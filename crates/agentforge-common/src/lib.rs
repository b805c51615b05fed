pub mod error;
pub mod message;

pub use error::{Error, Result};
pub use message::{ChatMessage, Role};
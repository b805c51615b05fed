use agentforge_agents::{RequestBuilder, Route};
use agentforge_config::{AppConfig, ConfigLoader};
use agentforge_gateway::GatewayServer;
use agentforge_security::{RedactingWriter, mask_secret};
use anyhow::Context;
use clap::{Parser, Subcommand};
use std::path::PathBuf;
use tracing::info;
use tracing_subscriber::EnvFilter;
use tracing_subscriber::layer::SubscriberExt;
use tracing_subscriber::util::SubscriberInitExt;

const DEFAULT_LOG_FILTER: &str = "agentforge=info,tower_http=info";

#[derive(Parser)]
#[command(name = "agentforge", version, about = "Agent creation and chat proxy server")]
struct Cli {
    /// Path to config file (default: ~/.agentforge/config.yml)
    #[arg(short, long, global = true, env = "AGENTFORGE_CONFIG")]
    config: Option<PathBuf>,

    /// Emit logs as JSON lines
    #[arg(long, global = true)]
    log_json: bool,

    #[command(subcommand)]
    command: Commands,
}

#[derive(Subcommand)]
enum Commands {
    /// Start the HTTP gateway
    Serve {
        #[arg(long)]
        host: Option<String>,

        #[arg(short, long)]
        port: Option<u16>,

        /// SQLite database file
        #[arg(long)]
        db: Option<PathBuf>,
    },
    /// Print the effective configuration and credential status
    CheckConfig,
}

#[tokio::main]
async fn main() -> anyhow::Result<()> {
    let cli = Cli::parse();
    init_tracing(cli.log_json);

    let loader = match &cli.config {
        Some(path) => ConfigLoader::with_path(path),
        None => ConfigLoader::new(),
    };
    let mut config = loader.load().context("failed to load configuration")?;

    match cli.command {
        Commands::Serve { host, port, db } => {
            apply_serve_overrides(&mut config, host, port, db);
            info!(
                "starting agentforge gateway on {}:{} (db: {})",
                config.gateway.host,
                config.gateway.port,
                config.database.path.display()
            );
            GatewayServer::new(config)
                .run()
                .await
                .context("gateway exited with an error")?;
        }
        Commands::CheckConfig => {
            print!("{}", render_config_report(&config, |key| std::env::var(key).ok())?);
        }
    }

    Ok(())
}

fn init_tracing(json: bool) {
    let filter = EnvFilter::try_from_default_env()
        .unwrap_or_else(|_| EnvFilter::new(DEFAULT_LOG_FILTER));

    if json {
        tracing_subscriber::registry()
            .with(filter)
            .with(
                tracing_subscriber::fmt::layer()
                    .json()
                    .with_writer(RedactingWriter::stderr()),
            )
            .init();
    } else {
        tracing_subscriber::registry()
            .with(filter)
            .with(tracing_subscriber::fmt::layer().with_writer(RedactingWriter::stderr()))
            .init();
    }
}

fn apply_serve_overrides(
    config: &mut AppConfig,
    host: Option<String>,
    port: Option<u16>,
    db: Option<PathBuf>,
) {
    if let Some(host) = host {
        config.gateway.host = host;
    }
    if let Some(port) = port {
        config.gateway.port = port;
    }
    if let Some(db) = db {
        config.database.path = db;
    }
}

fn render_config_report<F>(config: &AppConfig, lookup: F) -> anyhow::Result<String>
where
    F: Fn(&str) -> Option<String>,
{
    let mut report = serde_yaml::to_string(config).context("failed to render configuration")?;
    report.push_str("\ncredentials:\n");

    let builder = RequestBuilder::from_config(&config.upstream, &lookup);
    for route in [Route::Together, Route::OpenAi] {
        let profile = builder.profile(route);
        let status = match lookup(&profile.key_env).filter(|_| profile.has_credential()) {
            Some(key) => format!("set ({})", mask_secret(&key)),
            None => "missing".to_string(),
        };
        report.push_str(&format!(
            "  {} ({}): {}\n",
            route.provider_name(),
            profile.key_env,
            status
        ));
    }
    Ok(report)
}
pub mod classifier;
pub mod conversation;
pub mod greeting;
pub mod naming;
pub mod request;
pub mod routing;
pub mod service;
pub mod transport;

pub use classifier::{ImageReply, UpstreamReply, classify_chat, classify_image};
pub use conversation::ConversationLog;
pub use request::{PreparedRequest, ProviderProfile, RequestBuilder};
pub use routing::{ModelClass, ModelFamily, Route, SamplingOverlay, classify_model};
pub use service::{AgentService, ChatHistory, CreateAgentRequest, UserAgents};
pub use transport::{HttpTransport, RawResponse, UpstreamTransport};
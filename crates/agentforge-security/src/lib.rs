pub mod redaction;

pub use redaction::{RedactingWriter, mask_secret, redact_secrets};
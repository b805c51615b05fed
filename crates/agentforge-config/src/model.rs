use serde::{Deserialize, Serialize};
use std::path::PathBuf;

/// Root configuration. Every section has defaults so an empty file is valid.
#[derive(Debug, Clone, Default, Serialize, Deserialize)]
#[serde(default)]
pub struct AppConfig {
    pub gateway: GatewayConfig,
    pub database: DatabaseConfig,
    pub upstream: UpstreamConfig,
}

#[derive(Debug, Clone, Serialize, Deserialize)]
#[serde(default)]
pub struct GatewayConfig {
    pub host: String,
    pub port: u16,
    /// Browser origins allowed by the CORS layer.
    pub cors_origins: Vec<String>,
}

impl Default for GatewayConfig {
    fn default() -> Self {
        Self {
            host: "127.0.0.1".to_string(),
            port: 8000,
            cors_origins: vec![
                "http://localhost:3000".to_string(),
                "http://localhost:3001".to_string(),
                "http://127.0.0.1:3000".to_string(),
                "http://localhost:8000".to_string(),
                "http://127.0.0.1:8000".to_string(),
            ],
        }
    }
}

#[derive(Debug, Clone, Serialize, Deserialize)]
#[serde(default)]
pub struct DatabaseConfig {
    pub path: PathBuf,
}

impl Default for DatabaseConfig {
    fn default() -> Self {
        Self {
            path: PathBuf::from("chat_history.db"),
        }
    }
}

/// Upstream providers. Credentials are never stored here, only the names of
/// the environment variables that hold them.
#[derive(Debug, Clone, Serialize, Deserialize)]
#[serde(default)]
pub struct UpstreamConfig {
    pub together_base_url: String,
    pub openai_base_url: String,
    pub together_key_env: String,
    pub openai_key_env: String,
    pub chat_timeout_secs: u64,
    pub image_timeout_secs: u64,
    pub naming_timeout_secs: u64,
    pub naming_model: String,
}

impl Default for UpstreamConfig {
    fn default() -> Self {
        Self {
            together_base_url: "https://api.together.xyz/v1".to_string(),
            openai_base_url: "https://api.openai.com/v1".to_string(),
            together_key_env: "TOGETHER_API_KEY".to_string(),
            openai_key_env: "OPENAI_API_KEY".to_string(),
            chat_timeout_secs: 120,
            image_timeout_secs: 90,
            naming_timeout_secs: 30,
            naming_model: "mistralai/Mistral-7B-Instruct-v0.2".to_string(),
        }
    }
}

#[cfg(test)]
mod tests {
    use super::*;

    #[test]
    fn empty_yaml_yields_defaults() {
        let config: AppConfig = serde_yaml::from_str("{}").unwrap();
        assert_eq!(config.gateway.port, 8000);
        assert_eq!(config.upstream.together_key_env, "TOGETHER_API_KEY");
        assert_eq!(config.upstream.chat_timeout_secs, 120);
        assert_eq!(config.database.path, PathBuf::from("chat_history.db"));
    }

    #[test]
    fn partial_sections_keep_remaining_defaults() {
        let yaml = "gateway:\n  port: 9100\nupstream:\n  naming_timeout_secs: 5\n";
        let config: AppConfig = serde_yaml::from_str(yaml).unwrap();
        assert_eq!(config.gateway.port, 9100);
        assert_eq!(config.gateway.host, "127.0.0.1");
        assert_eq!(config.upstream.naming_timeout_secs, 5);
        assert_eq!(config.upstream.image_timeout_secs, 90);
    }
}
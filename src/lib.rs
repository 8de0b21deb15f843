pub mod error;
pub mod types;

pub mod cache;
pub mod entity;
pub mod service;
pub mod table;
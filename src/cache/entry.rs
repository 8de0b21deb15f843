use std::time::{Duration, Instant};

/// Per-key cache state machine:
/// `Empty → Loading → {Fresh, Error}`, `Fresh → Stale` after the TTL,
/// `Stale`/`Error` → `Loading` on next access. Errors are never terminal —
/// the next read retries instead of replaying the failure.
#[derive(Debug, Clone, Copy, PartialEq, Eq)]
pub enum EntryStatus {
    Empty,
    Loading,
    Fresh,
    Stale,
    Error,
}

/// The cached value and status for one key. Survives across operations;
/// in-flight coalescing markers live separately and are cleared when an
/// operation settles.
#[derive(Debug, Clone)]
pub(crate) struct CacheSlot<V> {
    pub value: Option<V>,
    pub status: EntryStatus,
    pub fetched_at: Option<Instant>,
}

impl<V> CacheSlot<V> {
    pub fn new() -> Self {
        Self {
            value: None,
            status: EntryStatus::Empty,
            fetched_at: None,
        }
    }

    /// Status with staleness applied: `Fresh` degrades to `Stale` once
    /// `stale_time` has elapsed since the last successful fetch. Computed on
    /// read — no timers.
    pub fn effective_status(&self, stale_time: Duration) -> EntryStatus {
        match self.status {
            EntryStatus::Fresh => match self.fetched_at {
                Some(at) if at.elapsed() >= stale_time => EntryStatus::Stale,
                _ => EntryStatus::Fresh,
            },
            other => other,
        }
    }

    pub fn store_success(&mut self, value: V) {
        self.value = Some(value);
        self.status = EntryStatus::Fresh;
        self.fetched_at = Some(Instant::now());
    }

    /// A failed fetch keeps any previously cached value but marks the slot
    /// so the next access refetches rather than serving a stale success.
    pub fn store_error(&mut self) {
        self.status = EntryStatus::Error;
    }
}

# [Problem to work on]
What count of lines in the listing contain the word "cached"? Reply with the number only.

# [Task answer]
2